- [WHAT THIS TASK INVOLVES] Up to and including the line with "is wrapped in.", restate the records below word for word, beginning with their first line.

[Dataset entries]
= = = =

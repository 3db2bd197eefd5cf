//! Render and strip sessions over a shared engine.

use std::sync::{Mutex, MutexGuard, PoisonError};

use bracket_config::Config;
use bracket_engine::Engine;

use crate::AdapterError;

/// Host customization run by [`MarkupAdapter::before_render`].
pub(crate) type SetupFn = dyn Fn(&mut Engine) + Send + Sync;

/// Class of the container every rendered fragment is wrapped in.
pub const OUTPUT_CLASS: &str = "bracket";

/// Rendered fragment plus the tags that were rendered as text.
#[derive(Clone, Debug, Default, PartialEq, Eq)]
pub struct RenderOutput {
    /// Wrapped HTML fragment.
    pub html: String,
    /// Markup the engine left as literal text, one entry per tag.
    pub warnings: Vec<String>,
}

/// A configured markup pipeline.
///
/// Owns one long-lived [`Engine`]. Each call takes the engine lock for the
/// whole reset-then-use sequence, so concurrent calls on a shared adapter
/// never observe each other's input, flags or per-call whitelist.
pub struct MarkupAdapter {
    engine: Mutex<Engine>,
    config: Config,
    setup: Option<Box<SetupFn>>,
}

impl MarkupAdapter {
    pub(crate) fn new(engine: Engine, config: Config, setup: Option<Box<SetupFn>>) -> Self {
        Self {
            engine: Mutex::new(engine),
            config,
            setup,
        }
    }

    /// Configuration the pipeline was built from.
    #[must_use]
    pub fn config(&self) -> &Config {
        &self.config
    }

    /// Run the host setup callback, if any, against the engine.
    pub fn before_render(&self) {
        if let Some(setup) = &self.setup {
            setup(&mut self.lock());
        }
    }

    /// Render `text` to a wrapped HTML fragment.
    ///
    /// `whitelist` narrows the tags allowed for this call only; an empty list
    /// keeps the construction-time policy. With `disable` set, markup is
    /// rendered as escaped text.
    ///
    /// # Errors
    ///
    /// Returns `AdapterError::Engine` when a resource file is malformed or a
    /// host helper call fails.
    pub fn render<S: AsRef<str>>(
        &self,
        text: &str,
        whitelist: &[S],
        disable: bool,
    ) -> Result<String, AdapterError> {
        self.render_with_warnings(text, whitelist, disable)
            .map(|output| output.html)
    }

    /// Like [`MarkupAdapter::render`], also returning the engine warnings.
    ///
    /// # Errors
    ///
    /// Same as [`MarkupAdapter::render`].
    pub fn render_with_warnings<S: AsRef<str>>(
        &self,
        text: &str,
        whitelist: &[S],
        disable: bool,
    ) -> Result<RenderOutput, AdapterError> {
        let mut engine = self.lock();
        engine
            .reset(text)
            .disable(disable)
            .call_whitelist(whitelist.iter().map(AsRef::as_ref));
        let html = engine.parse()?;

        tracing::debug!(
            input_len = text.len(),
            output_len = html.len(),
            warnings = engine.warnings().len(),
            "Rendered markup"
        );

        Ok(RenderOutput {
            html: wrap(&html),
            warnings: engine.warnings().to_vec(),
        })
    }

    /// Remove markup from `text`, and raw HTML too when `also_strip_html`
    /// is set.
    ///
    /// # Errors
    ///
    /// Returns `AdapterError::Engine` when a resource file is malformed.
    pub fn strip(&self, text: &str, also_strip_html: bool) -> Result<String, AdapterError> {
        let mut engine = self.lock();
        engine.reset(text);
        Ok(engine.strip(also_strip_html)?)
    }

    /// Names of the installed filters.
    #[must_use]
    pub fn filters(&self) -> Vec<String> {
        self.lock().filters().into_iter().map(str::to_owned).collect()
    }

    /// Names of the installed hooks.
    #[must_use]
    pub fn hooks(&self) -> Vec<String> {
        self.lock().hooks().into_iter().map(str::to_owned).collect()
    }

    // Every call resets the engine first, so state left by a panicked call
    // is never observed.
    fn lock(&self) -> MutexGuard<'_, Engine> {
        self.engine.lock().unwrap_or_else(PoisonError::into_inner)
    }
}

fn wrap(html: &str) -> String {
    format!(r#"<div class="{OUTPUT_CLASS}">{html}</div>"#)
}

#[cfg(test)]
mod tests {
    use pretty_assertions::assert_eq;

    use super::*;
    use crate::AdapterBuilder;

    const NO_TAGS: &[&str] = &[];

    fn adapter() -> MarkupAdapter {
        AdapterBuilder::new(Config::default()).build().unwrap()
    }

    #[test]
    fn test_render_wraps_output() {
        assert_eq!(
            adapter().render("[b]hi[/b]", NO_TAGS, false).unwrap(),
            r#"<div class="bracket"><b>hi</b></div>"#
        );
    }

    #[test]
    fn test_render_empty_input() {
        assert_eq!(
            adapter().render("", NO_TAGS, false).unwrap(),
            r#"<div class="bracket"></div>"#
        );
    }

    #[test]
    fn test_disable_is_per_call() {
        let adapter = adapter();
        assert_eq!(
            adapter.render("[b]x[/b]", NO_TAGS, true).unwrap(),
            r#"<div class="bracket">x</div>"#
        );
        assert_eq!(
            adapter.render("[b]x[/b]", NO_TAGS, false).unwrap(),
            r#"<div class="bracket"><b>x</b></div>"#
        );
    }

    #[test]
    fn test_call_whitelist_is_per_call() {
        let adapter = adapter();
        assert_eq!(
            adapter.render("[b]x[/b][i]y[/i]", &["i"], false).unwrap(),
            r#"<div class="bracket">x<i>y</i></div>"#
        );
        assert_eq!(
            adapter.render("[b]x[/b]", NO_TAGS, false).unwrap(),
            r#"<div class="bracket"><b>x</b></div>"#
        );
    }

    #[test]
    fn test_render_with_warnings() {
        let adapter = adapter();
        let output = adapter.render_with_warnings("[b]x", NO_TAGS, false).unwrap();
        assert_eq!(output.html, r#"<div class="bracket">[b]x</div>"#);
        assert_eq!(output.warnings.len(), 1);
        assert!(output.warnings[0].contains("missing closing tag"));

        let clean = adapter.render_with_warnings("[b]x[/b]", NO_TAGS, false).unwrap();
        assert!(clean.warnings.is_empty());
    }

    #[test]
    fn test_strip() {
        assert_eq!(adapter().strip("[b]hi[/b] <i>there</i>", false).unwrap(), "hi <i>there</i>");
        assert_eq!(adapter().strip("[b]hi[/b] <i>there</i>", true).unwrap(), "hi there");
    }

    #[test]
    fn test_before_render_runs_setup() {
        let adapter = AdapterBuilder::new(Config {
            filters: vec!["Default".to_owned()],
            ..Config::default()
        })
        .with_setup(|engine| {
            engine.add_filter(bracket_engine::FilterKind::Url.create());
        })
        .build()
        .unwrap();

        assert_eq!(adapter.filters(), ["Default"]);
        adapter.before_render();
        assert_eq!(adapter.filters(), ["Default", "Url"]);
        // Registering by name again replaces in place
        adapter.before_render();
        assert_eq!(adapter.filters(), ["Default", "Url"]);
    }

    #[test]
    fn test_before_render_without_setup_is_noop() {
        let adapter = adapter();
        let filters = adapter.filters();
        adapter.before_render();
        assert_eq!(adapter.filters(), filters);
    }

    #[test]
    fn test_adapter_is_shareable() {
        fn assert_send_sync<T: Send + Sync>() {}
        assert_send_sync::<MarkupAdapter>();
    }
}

= = = =

- [SOLUTION]
repository 3db2bd197eefd5cf
//! Render and strip sessions over a shared engine.

use std::sync::{Mutex, MutexGuard, PoisonError};

use bracket_config::Config;
use bracket_engine::Engine;

use crate::AdapterError;

/// Host customization run by [`MarkupAdapter::before_render`].
pub(crate) type SetupFn = dyn Fn(&mut Engine) + Send + Sync;

/// Class of the container every rendered fragment is wrapped in.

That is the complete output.